- **Record set**
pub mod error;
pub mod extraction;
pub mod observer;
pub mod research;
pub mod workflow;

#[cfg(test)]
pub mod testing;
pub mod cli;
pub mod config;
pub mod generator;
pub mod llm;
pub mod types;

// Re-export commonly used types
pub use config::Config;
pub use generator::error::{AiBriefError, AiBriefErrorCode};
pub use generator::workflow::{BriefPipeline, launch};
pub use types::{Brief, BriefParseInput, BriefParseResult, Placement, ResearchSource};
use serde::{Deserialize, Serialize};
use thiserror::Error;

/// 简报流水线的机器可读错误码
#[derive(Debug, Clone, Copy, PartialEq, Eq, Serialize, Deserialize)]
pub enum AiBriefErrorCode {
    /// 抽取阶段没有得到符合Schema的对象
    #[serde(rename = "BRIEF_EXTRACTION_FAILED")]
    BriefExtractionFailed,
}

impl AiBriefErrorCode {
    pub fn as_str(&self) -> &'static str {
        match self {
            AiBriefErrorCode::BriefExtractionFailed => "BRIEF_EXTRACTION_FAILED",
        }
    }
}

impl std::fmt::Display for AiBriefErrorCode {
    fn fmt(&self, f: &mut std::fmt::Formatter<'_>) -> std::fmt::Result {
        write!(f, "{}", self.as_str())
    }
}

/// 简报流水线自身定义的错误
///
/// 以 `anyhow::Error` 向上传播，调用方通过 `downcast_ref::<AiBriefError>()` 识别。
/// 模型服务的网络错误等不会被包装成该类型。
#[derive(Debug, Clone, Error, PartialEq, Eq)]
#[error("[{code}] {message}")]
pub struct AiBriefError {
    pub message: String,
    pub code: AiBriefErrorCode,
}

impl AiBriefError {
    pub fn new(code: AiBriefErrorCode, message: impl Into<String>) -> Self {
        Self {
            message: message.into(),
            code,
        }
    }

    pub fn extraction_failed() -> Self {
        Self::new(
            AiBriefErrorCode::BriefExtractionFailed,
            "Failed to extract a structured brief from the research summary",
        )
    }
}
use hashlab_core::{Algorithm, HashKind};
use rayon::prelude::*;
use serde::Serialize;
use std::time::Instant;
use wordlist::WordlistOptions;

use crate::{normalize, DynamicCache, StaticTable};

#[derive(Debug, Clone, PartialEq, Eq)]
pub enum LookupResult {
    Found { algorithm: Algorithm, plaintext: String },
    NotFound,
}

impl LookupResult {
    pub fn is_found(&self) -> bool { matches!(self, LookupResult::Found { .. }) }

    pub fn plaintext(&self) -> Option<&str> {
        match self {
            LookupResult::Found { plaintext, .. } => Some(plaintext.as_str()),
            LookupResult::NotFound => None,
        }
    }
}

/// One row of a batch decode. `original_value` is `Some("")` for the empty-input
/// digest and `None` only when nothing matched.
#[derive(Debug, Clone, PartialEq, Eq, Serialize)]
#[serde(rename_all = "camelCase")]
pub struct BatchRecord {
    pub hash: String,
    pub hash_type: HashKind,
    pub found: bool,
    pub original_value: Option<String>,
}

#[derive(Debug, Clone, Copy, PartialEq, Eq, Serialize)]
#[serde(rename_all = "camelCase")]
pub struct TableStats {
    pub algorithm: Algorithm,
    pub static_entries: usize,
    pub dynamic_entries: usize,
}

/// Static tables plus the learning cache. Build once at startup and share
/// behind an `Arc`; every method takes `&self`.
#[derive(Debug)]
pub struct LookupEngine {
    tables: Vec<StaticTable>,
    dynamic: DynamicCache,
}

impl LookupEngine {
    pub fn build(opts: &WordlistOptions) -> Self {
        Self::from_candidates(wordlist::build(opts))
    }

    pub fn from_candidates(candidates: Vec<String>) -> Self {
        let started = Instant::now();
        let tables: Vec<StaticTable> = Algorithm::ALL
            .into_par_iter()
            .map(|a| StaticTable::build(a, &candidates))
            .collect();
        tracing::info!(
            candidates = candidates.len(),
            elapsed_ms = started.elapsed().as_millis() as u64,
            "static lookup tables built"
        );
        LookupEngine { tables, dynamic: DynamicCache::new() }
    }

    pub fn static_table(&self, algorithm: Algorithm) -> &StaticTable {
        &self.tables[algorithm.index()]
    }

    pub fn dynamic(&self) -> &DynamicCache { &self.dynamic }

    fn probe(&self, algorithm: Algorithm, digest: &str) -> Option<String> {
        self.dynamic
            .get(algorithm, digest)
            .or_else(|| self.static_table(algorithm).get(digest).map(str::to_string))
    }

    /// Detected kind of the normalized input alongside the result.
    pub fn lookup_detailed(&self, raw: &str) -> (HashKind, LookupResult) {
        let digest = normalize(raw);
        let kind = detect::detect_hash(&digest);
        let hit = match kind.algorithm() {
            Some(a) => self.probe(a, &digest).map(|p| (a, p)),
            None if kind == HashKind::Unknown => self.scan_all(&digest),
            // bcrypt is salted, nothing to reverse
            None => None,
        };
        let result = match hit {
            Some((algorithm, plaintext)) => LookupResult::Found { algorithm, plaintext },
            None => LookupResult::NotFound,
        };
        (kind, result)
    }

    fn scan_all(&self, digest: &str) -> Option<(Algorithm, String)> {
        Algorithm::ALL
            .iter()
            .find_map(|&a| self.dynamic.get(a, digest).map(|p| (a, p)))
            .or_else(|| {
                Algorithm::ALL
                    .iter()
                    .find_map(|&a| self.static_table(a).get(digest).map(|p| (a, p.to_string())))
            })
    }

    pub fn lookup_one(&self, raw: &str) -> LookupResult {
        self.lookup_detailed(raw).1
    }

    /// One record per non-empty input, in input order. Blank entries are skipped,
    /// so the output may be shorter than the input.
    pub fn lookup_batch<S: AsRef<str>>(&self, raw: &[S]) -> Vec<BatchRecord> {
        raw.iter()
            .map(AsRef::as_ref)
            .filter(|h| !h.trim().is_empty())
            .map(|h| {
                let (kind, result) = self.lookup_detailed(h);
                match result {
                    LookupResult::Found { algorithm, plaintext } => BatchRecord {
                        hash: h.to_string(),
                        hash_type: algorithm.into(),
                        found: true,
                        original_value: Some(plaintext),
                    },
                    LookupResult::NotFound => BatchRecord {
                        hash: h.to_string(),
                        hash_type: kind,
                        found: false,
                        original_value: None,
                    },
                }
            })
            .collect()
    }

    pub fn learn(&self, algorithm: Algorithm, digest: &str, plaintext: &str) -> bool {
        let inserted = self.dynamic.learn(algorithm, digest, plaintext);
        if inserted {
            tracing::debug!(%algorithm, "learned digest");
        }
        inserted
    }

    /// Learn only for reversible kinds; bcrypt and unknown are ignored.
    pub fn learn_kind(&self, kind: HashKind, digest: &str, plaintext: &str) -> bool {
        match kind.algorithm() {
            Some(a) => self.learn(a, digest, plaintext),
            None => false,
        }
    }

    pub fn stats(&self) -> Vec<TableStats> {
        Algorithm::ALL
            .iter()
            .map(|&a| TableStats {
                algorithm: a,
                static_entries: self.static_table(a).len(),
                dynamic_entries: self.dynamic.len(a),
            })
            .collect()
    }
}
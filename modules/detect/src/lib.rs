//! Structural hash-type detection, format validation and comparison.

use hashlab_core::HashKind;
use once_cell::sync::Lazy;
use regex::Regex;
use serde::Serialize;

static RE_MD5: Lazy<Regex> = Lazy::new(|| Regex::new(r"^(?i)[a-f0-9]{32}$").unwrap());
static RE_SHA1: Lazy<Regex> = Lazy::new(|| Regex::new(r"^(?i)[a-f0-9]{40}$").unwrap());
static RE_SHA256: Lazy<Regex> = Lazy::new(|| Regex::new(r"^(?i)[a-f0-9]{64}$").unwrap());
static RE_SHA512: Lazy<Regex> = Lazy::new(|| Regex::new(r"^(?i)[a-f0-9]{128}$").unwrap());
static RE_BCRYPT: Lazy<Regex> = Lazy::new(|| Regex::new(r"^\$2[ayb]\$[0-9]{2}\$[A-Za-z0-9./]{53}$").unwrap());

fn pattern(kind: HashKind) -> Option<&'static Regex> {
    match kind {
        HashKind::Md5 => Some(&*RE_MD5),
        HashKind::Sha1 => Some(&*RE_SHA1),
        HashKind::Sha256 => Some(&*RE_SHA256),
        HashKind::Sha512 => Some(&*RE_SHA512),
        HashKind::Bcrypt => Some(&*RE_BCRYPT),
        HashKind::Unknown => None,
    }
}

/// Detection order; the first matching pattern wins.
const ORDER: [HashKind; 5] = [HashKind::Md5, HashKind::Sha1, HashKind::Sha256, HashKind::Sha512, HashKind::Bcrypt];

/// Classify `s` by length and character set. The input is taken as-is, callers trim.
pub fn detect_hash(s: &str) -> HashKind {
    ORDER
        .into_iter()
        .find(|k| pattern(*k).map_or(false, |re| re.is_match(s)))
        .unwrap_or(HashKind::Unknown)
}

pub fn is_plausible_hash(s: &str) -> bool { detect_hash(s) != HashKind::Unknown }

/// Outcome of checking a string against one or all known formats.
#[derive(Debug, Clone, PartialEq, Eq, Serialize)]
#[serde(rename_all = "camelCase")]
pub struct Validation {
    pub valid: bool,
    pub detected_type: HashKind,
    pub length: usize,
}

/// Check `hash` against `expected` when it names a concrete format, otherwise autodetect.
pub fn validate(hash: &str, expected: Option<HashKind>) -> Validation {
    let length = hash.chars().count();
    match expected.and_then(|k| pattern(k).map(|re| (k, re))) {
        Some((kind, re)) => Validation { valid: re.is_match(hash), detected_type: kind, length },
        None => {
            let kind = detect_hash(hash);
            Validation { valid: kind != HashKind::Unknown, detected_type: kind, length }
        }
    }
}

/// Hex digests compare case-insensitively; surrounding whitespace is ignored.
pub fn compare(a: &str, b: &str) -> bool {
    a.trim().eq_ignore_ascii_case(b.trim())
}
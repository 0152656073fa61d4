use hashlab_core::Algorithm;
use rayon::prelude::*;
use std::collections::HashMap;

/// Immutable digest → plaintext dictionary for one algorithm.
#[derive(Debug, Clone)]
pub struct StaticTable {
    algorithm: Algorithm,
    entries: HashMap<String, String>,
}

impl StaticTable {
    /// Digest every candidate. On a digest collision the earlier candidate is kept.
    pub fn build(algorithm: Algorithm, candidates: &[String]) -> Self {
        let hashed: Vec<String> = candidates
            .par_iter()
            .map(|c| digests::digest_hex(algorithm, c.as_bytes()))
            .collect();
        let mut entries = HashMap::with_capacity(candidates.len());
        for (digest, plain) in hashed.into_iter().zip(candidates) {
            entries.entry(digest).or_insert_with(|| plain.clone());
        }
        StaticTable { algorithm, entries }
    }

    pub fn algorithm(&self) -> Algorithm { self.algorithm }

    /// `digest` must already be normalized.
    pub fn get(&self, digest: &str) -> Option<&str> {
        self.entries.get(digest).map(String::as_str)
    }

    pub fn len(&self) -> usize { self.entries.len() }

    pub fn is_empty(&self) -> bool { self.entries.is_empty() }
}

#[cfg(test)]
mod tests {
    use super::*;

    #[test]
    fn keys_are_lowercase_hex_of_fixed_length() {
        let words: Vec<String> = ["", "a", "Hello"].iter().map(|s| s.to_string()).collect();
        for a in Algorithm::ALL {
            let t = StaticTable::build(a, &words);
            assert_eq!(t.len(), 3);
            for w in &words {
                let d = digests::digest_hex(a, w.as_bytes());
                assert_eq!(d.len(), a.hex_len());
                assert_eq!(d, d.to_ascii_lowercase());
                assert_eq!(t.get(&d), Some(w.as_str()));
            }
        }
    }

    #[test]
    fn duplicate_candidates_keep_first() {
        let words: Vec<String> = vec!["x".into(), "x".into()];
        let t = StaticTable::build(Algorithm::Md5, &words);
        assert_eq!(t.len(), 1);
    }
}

- **Problem details**
From the data above, output only the lines between the line containing "let started = Instant::now();" and the line containing "alongside the result.", inclusive, exactly as written.

- **Answer section**
        let started = Instant::now();
        let tables: Vec<StaticTable> = Algorithm::ALL
            .into_par_iter()
            .map(|a| StaticTable::build(a, &candidates))
            .collect();
        tracing::info!(
            candidates = candidates.len(),
            elapsed_ms = started.elapsed().as_millis() as u64,
            "static lookup tables built"
        );
        LookupEngine { tables, dynamic: DynamicCache::new() }
    }

    pub fn static_table(&self, algorithm: Algorithm) -> &StaticTable {
        &self.tables[algorithm.index()]
    }

    pub fn dynamic(&self) -> &DynamicCache { &self.dynamic }

    fn probe(&self, algorithm: Algorithm, digest: &str) -> Option<String> {
        self.dynamic
            .get(algorithm, digest)
            .or_else(|| self.static_table(algorithm).get(digest).map(str::to_string))
    }

    /// Detected kind of the normalized input alongside the result.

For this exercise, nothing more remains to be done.